Le manifestazioni, inoltre, caratterizzano anche la “dimensione psicologica dei soggetti in questione. Se, tuttavia, un’ansia leggera ci dà una spinta in più per aumentare le nostre energie – basti pensare a quella paura adrenalinica che precede un esame scolastico – ci sono dei limiti anche per l’ansia. Se ci ritroviamo in uno stato d’allarme in circostanze innocue allora il livello d’ansia è andato oltre. Sono i casi, ad esempio, dell’angoscia che ci attanaglia quando stiamo svolgendo il nostro consueto lavoro o se stiamo semplicemente esprimendo la nostra opinione di fronte ad altre persone, o ancora se temiamo eccessivamente la presenza di microbi, insetti o altri animali”.

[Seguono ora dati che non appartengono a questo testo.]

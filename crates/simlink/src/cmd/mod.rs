use std::path::PathBuf;
use std::time::Duration;

use clap::{Args, Subcommand, ValueEnum};
use simlink_session::DeviceModel;

use crate::exit::{CliError, CliResult, USAGE};
use crate::output::OutputFormat;

pub mod decode;
pub mod keys;
pub mod run;
pub mod version;

#[derive(Subcommand, Debug)]
pub enum Command {
    /// Run firmware and bridge it to this terminal.
    Run(RunArgs),
    /// Decode a captured display stream.
    Decode(DecodeArgs),
    /// Show the host to device key map.
    Keys(KeysArgs),
    /// Show version information.
    Version(VersionArgs),
}

pub fn run(command: Command, format: OutputFormat) -> CliResult<i32> {
    match command {
        Command::Run(args) => run::run(args, format),
        Command::Decode(args) => decode::run(args, format),
        Command::Keys(args) => keys::run(args, format),
        Command::Version(args) => version::run(args),
    }
}

#[derive(Copy, Clone, Debug, PartialEq, Eq, ValueEnum)]
pub enum ModelArg {
    Mk4,
    Q1,
}

impl From<ModelArg> for DeviceModel {
    fn from(model: ModelArg) -> Self {
        match model {
            ModelArg::Mk4 => DeviceModel::Mk4,
            ModelArg::Q1 => DeviceModel::Q1,
        }
    }
}

#[derive(Copy, Clone, Debug, PartialEq, Eq, ValueEnum)]
pub enum RenderArg {
    None,
    Terminal,
}

#[derive(Args, Debug)]
pub struct RunArgs {
    /// Device model the firmware was built for.
    #[arg(long, env = "SIMLINK_MODEL", default_value = "mk4")]
    pub model: ModelArg,
    /// Maximum wait for firmware output per loop iteration (e.g. 1ms, 500us).
    #[arg(long, default_value = "1ms")]
    pub poll_interval: String,
    /// Maximum stall while reading one display record payload.
    #[arg(long, default_value = "250ms")]
    pub payload_timeout: String,
    /// Socket the firmware binds; stale sockets are removed before and after.
    #[arg(long, env = "SIMLINK_SOCKET", default_value = "/tmp/ckcc-simulator.sock")]
    pub socket_path: PathBuf,
    /// Working directory for the firmware process.
    #[arg(long, value_name = "DIR")]
    pub work_dir: Option<PathBuf>,
    /// Directory for snapshots, recordings and NFC dumps.
    #[arg(long, value_name = "DIR", default_value = ".")]
    pub output_dir: PathBuf,
    /// NFC dump written by the firmware, relative to the work directory.
    #[arg(long, value_name = "FILE", default_value = "nfc-dump.ndef")]
    pub nfc_dump: PathBuf,
    /// Inherited descriptor carrying extra firmware output.
    #[arg(long, value_name = "FD")]
    pub passthrough_fd: Option<i32>,
    /// How decoded frames are shown.
    #[arg(long, default_value = "terminal")]
    pub render: RenderArg,
    /// Firmware command and arguments; channel descriptors are appended.
    #[arg(last = true, required = true, value_name = "FIRMWARE")]
    pub firmware: Vec<String>,
}

#[derive(Args, Debug)]
pub struct DecodeArgs {
    /// File holding captured display-in bytes.
    pub path: PathBuf,
    /// Device model whose encoding the capture uses.
    #[arg(long, env = "SIMLINK_MODEL", default_value = "mk4")]
    pub model: ModelArg,
    /// Also write the decoded frame as a PPM image.
    #[arg(long, value_name = "FILE")]
    pub ppm: Option<PathBuf>,
}

#[derive(Args, Debug)]
pub struct KeysArgs {
    /// Device model whose keypad to list.
    #[arg(long, env = "SIMLINK_MODEL", default_value = "mk4")]
    pub model: ModelArg,
}

#[derive(Args, Debug)]
pub struct VersionArgs {
    /// Show extended build provenance.
    #[arg(long)]
    pub extended: bool,
}

pub(crate) fn parse_duration(input: &str) -> CliResult<Duration> {
    let input = input.trim();
    if input.is_empty() {
        return Err(CliError::new(USAGE, "duration must not be empty"));
    }

    let (number, unit) = if let Some(num) = input.strip_suffix("us") {
        (num, "us")
    } else if let Some(num) = input.strip_suffix("ms") {
        (num, "ms")
    } else if let Some(num) = input.strip_suffix('s') {
        (num, "s")
    } else {
        (input, "ms")
    };

    let value: u64 = number
        .parse()
        .map_err(|_| CliError::new(USAGE, format!("invalid duration value: {input}")))?;

    if value == 0 {
        return Err(CliError::new(USAGE, "duration must be greater than zero"));
    }

    match unit {
        "us" => Ok(Duration::from_micros(value)),
        "ms" => Ok(Duration::from_millis(value)),
        "s" => Ok(Duration::from_secs(value)),
        _ => Err(CliError::new(
            USAGE,
            format!("unsupported duration unit: {unit}"),
        )),
    }
}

È in questo caso che, se non affrontata con la giusta terapia, il soggetto rischia di “convivere con l’ansia in modo disfunzionale. Si prepara, in questo modo, il canale per l’insorgere del panico”.

Perché il panico che non arriva mai da solo, ma è sempre la risultante di un’ansia non trattata. 

‘La sindrome da maniaci del controllo’

La manifestazioni ansiose colpiscono soprattutto le persone più razionali. “Quando una persona si ascrive dentro un modus operandi legato esclusivamente alle attese della società -attese legate al dovere – tralascia i piaceri personali, i momenti di leggerezza. Ma se non ossigeniamo anche la parte legata al nostro istinto (e qui torna alla mente il Mito di Pan, Dio greco delle pulsioni vitali), la nostra psiche non può in automatico cancellare queste esigenze preesistenti. Allora tenderanno comunque ad emergere sensazioni contrastanti tra senso del dovere e impegni da adempiere, da un lato, e bisogni rinnegati dall’altro lato. Con una parte di noi che si ribellerà sempre per riaffiorare”.

“Ascoltiamo questa parte di noi, quella più istintiva, se vogliamo stare bene. Partiamo da questo malessere per arrivare a un rinato benessere. Del resto, continuare a vivere facendo troppe cose, anche per provare a sentire in misura minore il disagio che ci opprime, ci fa restare sempre sull’attenti: avvertendo l’esigenza di essere costantemente ipercontrollati. Ciò non fa altro che far crescere la nostra ansia”.

Ansia, vietato soffocarla

“In tanti arrivano in terapia con una richiesta specifica, cioè quella di bloccare l’ansia. Questa, però, non va soffocata ma accolta, poiché paradossalmente più la abbracciamo più possiamo comprendere cosa cambiare nel nostro modo di vivere. È un messaggio della psiche che ci indica su cosa soffermarci per raggiungere il completo benessere“, sottolinea Chiara Gioia.

Il mancato punto di incontro tra il tempo esterno e il proprio tempo personale porta al disturbo dell’ansia. “Un disagio che ci impone di essere proietttati sempre in avanti. L’ansia tipica del nostro tempo altro non è, in definitiva, che una ribellione. La formula più comune e più diffusa del corpo per esprimere una difficoltà di adattamento a ritmi, riti e conformismi imposti dalla collettività”.

“Il sintomo dell’ansia ha un duplice aspetto, terrificante e di opportunità, di chiave, di apertura verso una nuova strada che conduce l’individuo a conoscere e prendere consapevolezza di una parte che rifiutava avere, una sorta di ombra… I sintomi sono la possibilità di cambiamento, di dinamicità ed un percorso psicoterapeutico che accompagni, un po’ come Virgilio con Dante, l’individuo a scoprire ciò che è insito ma ignoto e spaventoso. I disagi si manifestano per essere accolti, ascoltati e riconosciuti. A mio avviso la conoscenza è un valore che ogni individuo dovrebbe coltivare, nutrire e la Psicoterapia è lo strumento più aulico che si ha a disposizione in ogni fase della vita, di cui ci si può avvalere”.